What is a Living Trust?
Living trusts are important components of estate plans. A living trust is a part of estate planning document prepared while someone is still alive. For a trust to work the way it is designed to work, a person must transfer most assets to a living trust. Title to some assets cannot be transferred to a trust. For example, IRA accounts cannot be transferred. While a person is alive, that person is the trustee of the trust. Since that person is the trustee, they manage the daily operations of the trust while they are alive and well. Usually, while a person is alive and has the capacity, the trust is revocable. Revocable means that they have full control over the assets and that they can revoke the trust, amend or change the terms of the trust, cancel the trust, or change the beneficiaries of the trust. A successor must be selected for trustees in the trust. The successor trustee is the person(s) who manage the trust after the living trustee is no longer able to do so.
Why prepare a Trust?
In the event the trustee becomes incapacitated or dies, the successor trustee steps in and manages the trust. If properly funded, the selection of the successor trustee is an extremely useful estate planning tool in avoiding a conservatorship proceeding. The primary successor trustee is usually the spouse/married. For most unmarried persons, the successor trustee can be a child, a bank, or another person. The successor Trustee can give income and principal for the trustee benefit while the trustee is still alive.
Tax Planning Opportunity
For people that are married, the trust can take advantage of what is called a marital deduction and can save a substantial amount of estate taxes if appropriately arranged. Each person(s) is allowed a transfer a limit amount if funds during their lifetime(s), or after their death, tax free. In 2007 and 2008, the amount that could pass without federal estate tax was $2,000,000. In 2009, this amount was increased to $3,500,000.

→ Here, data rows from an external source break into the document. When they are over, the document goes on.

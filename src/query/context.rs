//! Execution context threaded through planning and every stream call.

use std::fmt;
use std::sync::atomic::{AtomicBool, Ordering};
use std::sync::Arc;
use std::time::Instant;

use rustc_hash::FxHashMap;

use crate::config::ExecutionConfig;
use crate::error::{QuarryError, Result};
use crate::query::profile::{QueryProfile, QueryProfileKind};
use crate::query::tuple::Tuple;
use crate::query::value::Value;
use crate::storage::{RecordStore, Schema, StatsStore};

/// Storage collaborators a plan runs against.
#[derive(Clone)]
pub struct Database {
    schema: Arc<dyn Schema>,
    records: Arc<dyn RecordStore>,
    stats: Arc<dyn StatsStore>,
}

impl Database {
    /// Bundles the collaborators.
    pub fn new(
        schema: Arc<dyn Schema>,
        records: Arc<dyn RecordStore>,
        stats: Arc<dyn StatsStore>,
    ) -> Self {
        Self {
            schema,
            records,
            stats,
        }
    }

    /// Schema lookups.
    pub fn schema(&self) -> &Arc<dyn Schema> {
        &self.schema
    }

    /// Record access.
    pub fn records(&self) -> &Arc<dyn RecordStore> {
        &self.records
    }

    /// Index statistics.
    pub fn stats(&self) -> &Arc<dyn StatsStore> {
        &self.stats
    }
}

impl fmt::Debug for Database {
    fn fmt(&self, f: &mut fmt::Formatter<'_>) -> fmt::Result {
        f.debug_struct("Database").finish_non_exhaustive()
    }
}

/// Cooperative cancellation flag shared between a caller and a running plan.
#[derive(Clone, Debug, Default)]
pub struct CancelToken(Arc<AtomicBool>);

impl CancelToken {
    /// Creates an unset token.
    pub fn new() -> Self {
        Self::default()
    }

    /// Requests cancellation.
    pub fn cancel(&self) {
        self.0.store(true, Ordering::Release);
    }

    /// Returns true once cancellation was requested.
    pub fn is_cancelled(&self) -> bool {
        self.0.load(Ordering::Acquire)
    }
}

/// Per-execution state: collaborators, configuration, variables and the
/// cancellation flag.
///
/// Owned by the single thread evaluating a plan.
#[derive(Debug)]
pub struct ExecutionContext {
    database: Database,
    config: Arc<ExecutionConfig>,
    cancel: CancelToken,
    variables: FxHashMap<String, Value>,
    parameters: FxHashMap<String, Value>,
    prefetched: FxHashMap<String, Arc<Vec<Tuple>>>,
    matched: Option<Tuple>,
    profile: Option<Arc<QueryProfile>>,
}

impl ExecutionContext {
    /// Creates a context with the default configuration.
    pub fn new(database: Database) -> Self {
        Self::with_config(database, ExecutionConfig::default())
    }

    /// Creates a context with an explicit configuration.
    pub fn with_config(database: Database, config: ExecutionConfig) -> Self {
        let profile = config.profile_steps.then(Arc::default);
        Self {
            database,
            config: Arc::new(config),
            cancel: CancelToken::new(),
            variables: FxHashMap::default(),
            parameters: FxHashMap::default(),
            prefetched: FxHashMap::default(),
            matched: None,
            profile,
        }
    }

    /// Storage collaborators.
    pub fn database(&self) -> &Database {
        &self.database
    }

    /// Active configuration.
    pub fn config(&self) -> &ExecutionConfig {
        &self.config
    }

    /// Shared handle to the configuration.
    pub fn config_arc(&self) -> Arc<ExecutionConfig> {
        Arc::clone(&self.config)
    }

    /// Token that cancels this execution when set.
    pub fn cancel_token(&self) -> CancelToken {
        self.cancel.clone()
    }

    /// Replaces the cancellation token, for callers sharing one across contexts.
    pub fn set_cancel_token(&mut self, token: CancelToken) {
        self.cancel = token;
    }

    /// Fails with [`QuarryError::Cancelled`] once cancellation was requested.
    pub fn check_interrupted(&self) -> Result<()> {
        if self.cancel.is_cancelled() {
            return Err(QuarryError::Cancelled);
        }
        Ok(())
    }

    /// Reads a context variable.
    pub fn variable(&self, name: &str) -> Option<&Value> {
        self.variables.get(name)
    }

    /// Sets a context variable.
    pub fn set_variable(&mut self, name: impl Into<String>, value: impl Into<Value>) {
        self.variables.insert(name.into(), value.into());
    }

    /// Reads a statement parameter.
    pub fn parameter(&self, name: &str) -> Option<&Value> {
        self.parameters.get(name)
    }

    /// Binds a statement parameter.
    pub fn set_parameter(&mut self, name: impl Into<String>, value: impl Into<Value>) {
        self.parameters.insert(name.into(), value.into());
    }

    /// Sorted parameter names, part of the plan cache key.
    pub fn parameter_names(&self) -> Vec<String> {
        let mut names: Vec<String> = self.parameters.keys().cloned().collect();
        names.sort();
        names
    }

    /// Rows prefetched for a pattern alias.
    pub fn prefetched(&self, alias: &str) -> Option<Arc<Vec<Tuple>>> {
        self.prefetched.get(alias).cloned()
    }

    /// Stores rows prefetched for a pattern alias.
    pub fn set_prefetched(&mut self, alias: impl Into<String>, rows: Vec<Tuple>) {
        self.prefetched.insert(alias.into(), Arc::new(rows));
    }

    /// Partial pattern row visible to filters as `$matched`.
    pub fn matched(&self) -> Option<&Tuple> {
        self.matched.as_ref()
    }

    /// Replaces `$matched`, returning the previous row.
    pub fn set_matched(&mut self, row: Option<Tuple>) -> Option<Tuple> {
        std::mem::replace(&mut self.matched, row)
    }

    /// Planner counters, when profiling is on.
    pub fn profile(&self) -> Option<&QueryProfile> {
        self.profile.as_deref()
    }

    pub(crate) fn profile_timer(&self) -> Option<Instant> {
        self.profile.as_ref().map(|_| Instant::now())
    }

    pub(crate) fn record_profile_timer(&self, kind: QueryProfileKind, start: Option<Instant>) {
        if let (Some(profile), Some(start)) = (&self.profile, start) {
            profile.record(kind, start);
        }
    }
}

These exemptions are called exemption equivalent amounts or unified credits. This means that if a married couple's trust is created properly, a couple can transfer up to $4,000,000 by using the marital deduction which is not taxed. If the married couple does not take advantage of the marital deduction and that estate plan is not drafted properly by leaving all of estate to him or her to the other spouse, then that couple loses one of their unified credits. Doing so can result in a $2,000,000 loss and can cause a substantial amount of estate tax. This is just another reason why it is critical to hire a qualified lawyer to assist with estate planning.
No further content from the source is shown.